===== Data supplied

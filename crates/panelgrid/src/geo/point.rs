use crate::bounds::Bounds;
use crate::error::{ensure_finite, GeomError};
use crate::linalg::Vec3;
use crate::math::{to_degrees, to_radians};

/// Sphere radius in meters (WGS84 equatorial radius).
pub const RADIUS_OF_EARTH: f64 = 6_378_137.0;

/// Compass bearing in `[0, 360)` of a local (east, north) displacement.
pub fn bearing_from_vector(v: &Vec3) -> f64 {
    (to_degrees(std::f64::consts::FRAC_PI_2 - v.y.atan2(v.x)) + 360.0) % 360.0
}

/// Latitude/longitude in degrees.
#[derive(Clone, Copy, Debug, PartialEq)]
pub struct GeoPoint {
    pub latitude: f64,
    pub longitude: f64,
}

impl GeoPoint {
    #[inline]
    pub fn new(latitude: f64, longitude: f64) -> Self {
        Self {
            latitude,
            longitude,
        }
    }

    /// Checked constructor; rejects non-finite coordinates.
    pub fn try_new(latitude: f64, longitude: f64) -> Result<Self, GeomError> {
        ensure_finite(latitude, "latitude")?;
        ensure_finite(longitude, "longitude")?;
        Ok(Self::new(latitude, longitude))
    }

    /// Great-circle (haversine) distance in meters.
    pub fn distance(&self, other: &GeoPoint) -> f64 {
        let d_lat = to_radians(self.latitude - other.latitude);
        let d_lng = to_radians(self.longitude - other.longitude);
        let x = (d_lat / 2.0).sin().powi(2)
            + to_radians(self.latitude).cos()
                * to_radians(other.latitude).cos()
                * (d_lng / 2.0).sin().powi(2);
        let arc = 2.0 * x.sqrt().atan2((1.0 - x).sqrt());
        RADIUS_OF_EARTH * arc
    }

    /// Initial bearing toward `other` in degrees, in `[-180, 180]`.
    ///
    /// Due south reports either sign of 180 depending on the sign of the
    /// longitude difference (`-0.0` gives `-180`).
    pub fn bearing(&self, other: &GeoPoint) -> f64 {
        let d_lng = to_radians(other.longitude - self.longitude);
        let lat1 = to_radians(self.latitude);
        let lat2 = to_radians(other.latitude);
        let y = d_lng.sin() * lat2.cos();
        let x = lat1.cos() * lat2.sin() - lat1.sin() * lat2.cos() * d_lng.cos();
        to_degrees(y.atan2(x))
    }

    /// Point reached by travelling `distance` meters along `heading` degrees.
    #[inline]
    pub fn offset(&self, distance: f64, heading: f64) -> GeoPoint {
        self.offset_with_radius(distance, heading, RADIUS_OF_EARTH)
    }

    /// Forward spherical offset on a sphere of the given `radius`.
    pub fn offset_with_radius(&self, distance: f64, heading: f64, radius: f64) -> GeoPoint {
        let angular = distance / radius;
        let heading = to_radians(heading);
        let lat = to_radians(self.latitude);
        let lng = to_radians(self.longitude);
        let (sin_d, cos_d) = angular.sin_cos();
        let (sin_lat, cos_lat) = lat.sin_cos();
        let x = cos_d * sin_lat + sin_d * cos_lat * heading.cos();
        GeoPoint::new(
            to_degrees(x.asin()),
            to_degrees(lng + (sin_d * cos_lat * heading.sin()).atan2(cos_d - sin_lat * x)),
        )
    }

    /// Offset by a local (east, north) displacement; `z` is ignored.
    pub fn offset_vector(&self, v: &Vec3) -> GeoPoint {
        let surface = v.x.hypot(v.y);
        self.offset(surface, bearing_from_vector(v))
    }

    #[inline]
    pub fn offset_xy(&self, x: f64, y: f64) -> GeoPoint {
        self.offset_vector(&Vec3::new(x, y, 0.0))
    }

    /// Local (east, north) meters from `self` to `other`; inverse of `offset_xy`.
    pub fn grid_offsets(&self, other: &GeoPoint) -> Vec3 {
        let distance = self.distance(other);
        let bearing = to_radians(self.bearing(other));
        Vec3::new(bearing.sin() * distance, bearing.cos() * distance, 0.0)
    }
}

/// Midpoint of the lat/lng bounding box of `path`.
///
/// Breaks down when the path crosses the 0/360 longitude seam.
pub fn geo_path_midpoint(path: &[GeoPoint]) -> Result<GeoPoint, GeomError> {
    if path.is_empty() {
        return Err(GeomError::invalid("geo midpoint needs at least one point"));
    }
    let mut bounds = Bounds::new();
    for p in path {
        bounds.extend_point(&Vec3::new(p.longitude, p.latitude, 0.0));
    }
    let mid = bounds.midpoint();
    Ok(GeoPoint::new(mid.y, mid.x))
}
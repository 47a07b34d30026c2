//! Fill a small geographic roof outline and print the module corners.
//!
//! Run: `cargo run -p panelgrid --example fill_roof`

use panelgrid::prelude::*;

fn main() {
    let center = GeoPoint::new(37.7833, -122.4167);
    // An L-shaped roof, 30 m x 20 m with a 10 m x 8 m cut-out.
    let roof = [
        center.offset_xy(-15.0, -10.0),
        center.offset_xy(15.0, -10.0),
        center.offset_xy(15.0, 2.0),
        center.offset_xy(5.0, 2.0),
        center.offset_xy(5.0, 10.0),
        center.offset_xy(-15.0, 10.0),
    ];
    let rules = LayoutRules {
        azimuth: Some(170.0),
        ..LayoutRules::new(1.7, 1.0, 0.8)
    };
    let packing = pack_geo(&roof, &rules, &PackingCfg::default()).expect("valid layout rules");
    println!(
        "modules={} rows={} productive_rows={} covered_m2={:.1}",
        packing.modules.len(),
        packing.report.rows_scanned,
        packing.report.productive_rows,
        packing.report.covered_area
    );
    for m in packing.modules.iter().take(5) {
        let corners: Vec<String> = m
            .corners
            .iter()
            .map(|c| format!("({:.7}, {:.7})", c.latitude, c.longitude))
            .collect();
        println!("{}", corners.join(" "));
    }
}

==========

Your goal: Every single entry is to be retyped exactly.

Your response:
filename crates/panelgrid/src/geo/point.rs
use crate::bounds::Bounds;
use crate::error::{ensure_finite, GeomError};
use crate::linalg::Vec3;
use crate::math::{to_degrees, to_radians};

/// Sphere radius in meters (WGS84 equatorial radius).
pub const RADIUS_OF_EARTH: f64 = 6_378_137.0;

/// Compass bearing in `[0, 360)` of a local (east, north) displacement.
pub fn bearing_from_vector(v: &Vec3) -> f64 {
    (to_degrees(std::f64::consts::FRAC_PI_2 - v.y.atan2(v.x)) + 360.0) % 360.0
}

/// Latitude/longitude in degrees.
#[derive(Clone, Copy, Debug, PartialEq)]
pub struct GeoPoint {
    pub latitude: f64,
    pub longitude: f64,
}

impl GeoPoint {
    #[inline]
    pub fn new(latitude: f64, longitude: f64) -> Self {
        Self {
            latitude,
            longitude,
        }
    }

    /// Checked constructor; rejects non-finite coordinates.
    pub fn try_new(latitude: f64, longitude: f64) -> Result<Self, GeomError> {
        ensure_finite(latitude, "latitude")?;
        ensure_finite(longitude, "longitude")?;
        Ok(Self::new(latitude, longitude))
    }

    /// Great-circle (haversine) distance in meters.
    pub fn distance(&self, other: &GeoPoint) -> f64 {
        let d_lat = to_radians(self.latitude - other.latitude);
        let d_lng = to_radians(self.longitude - other.longitude);
        let x = (d_lat / 2.0).sin().powi(2)
            + to_radians(self.latitude).cos()
                * to_radians(other.latitude).cos()
                * (d_lng / 2.0).sin().powi(2);
        let arc = 2.0 * x.sqrt().atan2((1.0 - x).sqrt());
        RADIUS_OF_EARTH * arc
    }

    /// Initial bearing toward `other` in degrees, in `[-180, 180]`.
    ///
    /// Due south reports either sign of 180 depending on the sign of the
    /// longitude difference (`-0.0` gives `-180`).
    pub fn bearing(&self, other: &GeoPoint) -> f64 {
        let d_lng = to_radians(other.longitude - self.longitude);
        let lat1 = to_radians(self.latitude);
        let lat2 = to_radians(other.latitude);
        let y = d_lng.sin() * lat2.cos();
        let x = lat1.cos() * lat2.sin() - lat1.sin() * lat2.cos() * d_lng.cos();
        to_degrees(y.atan2(x))
    }

    /// Point reached by travelling `distance` meters along `heading` degrees.
    #[inline]
    pub fn offset(&self, distance: f64, heading: f64) -> GeoPoint {
        self.offset_with_radius(distance, heading, RADIUS_OF_EARTH)
    }

    /// Forward spherical offset on a sphere of the given `radius`.
    pub fn offset_with_radius(&self, distance: f64, heading: f64, radius: f64) -> GeoPoint {
        let angular = distance / radius;
        let heading = to_radians(heading);
        let lat = to_radians(self.latitude);
        let lng = to_radians(self.longitude);
        let (sin_d, cos_d) = angular.sin_cos();
        let (sin_lat, cos_lat) = lat.sin_cos();
        let x = cos_d * sin_lat + sin_d * cos_lat * heading.cos();
        GeoPoint::new(
            to_degrees(x.asin()),
            to_degrees(lng + (sin_d * cos_lat * heading.sin()).atan2(cos_d - sin_lat * x)),
        )
    }

    /// Offset by a local (east, north) displacement; `z` is ignored.
    pub fn offset_vector(&self, v: &Vec3) -> GeoPoint {
        let surface = v.x.hypot(v.y);
        self.offset(surface, bearing_from_vector(v))
    }

    #[inline]
    pub fn offset_xy(&self, x: f64, y: f64) -> GeoPoint {
        self.offset_vector(&Vec3::new(x, y, 0.0))
    }

    /// Local (east, north) meters from `self` to `other`; inverse of `offset_xy`.
    pub fn grid_offsets(&self, other: &GeoPoint) -> Vec3 {
        let distance = self.distance(other);
        let bearing = to_radians(self.bearing(other));
        Vec3::new(bearing.sin() * distance, bearing.cos() * distance, 0.0)
    }
}

/// Midpoint of the lat/lng bounding box of `path`.
///
/// Breaks down when the path crosses the 0/360 longitude seam.
pub fn geo_path_midpoint(path: &[GeoPoint]) -> Result<GeoPoint, GeomError> {
    if path.is_empty() {
        return Err(GeomError::invalid("geo midpoint needs at least one point"));
    }
    let mut bounds = Bounds::new();
    for p in path {
        bounds.extend_point(&Vec3::new(p.longitude, p.latitude, 0.0));
    }
    let mid = bounds.midpoint();
    Ok(GeoPoint::new(mid.y, mid.x))
}
repository 47a07b34d30026c2
//! Fill a small geographic roof outline and print the module corners.
//!
//! Run: `cargo run -p panelgrid --example fill_roof`

use panelgrid::prelude::*;

fn main() {
    let center = GeoPoint::new(37.7833, -122.4167);
    // An L-shaped roof, 30 m x 20 m with a 10 m x 8 m cut-out.
    let roof = [
        center.offset_xy(-15.0, -10.0),
        center.offset_xy(15.0, -10.0),
        center.offset_xy(15.0, 2.0),
        center.offset_xy(5.0, 2.0),
        center.offset_xy(5.0, 10.0),
        center.offset_xy(-15.0, 10.0),
    ];
    let rules = LayoutRules {
        azimuth: Some(170.0),
        ..LayoutRules::new(1.7, 1.0, 0.8)
    };
    let packing = pack_geo(&roof, &rules, &PackingCfg::default()).expect("valid layout rules");
    println!(
        "modules={} rows={} productive_rows={} covered_m2={:.1}",
        packing.modules.len(),
        packing.report.rows_scanned,
        packing.report.productive_rows,
        packing.report.covered_area
    );
    for m in packing.modules.iter().take(5) {
        let corners: Vec<String> = m
            .corners
            .iter()
            .map(|c| format!("({:.7}, {:.7})", c.latitude, c.longitude))
            .collect();
        println!("{}", corners.join(" "));
    }
}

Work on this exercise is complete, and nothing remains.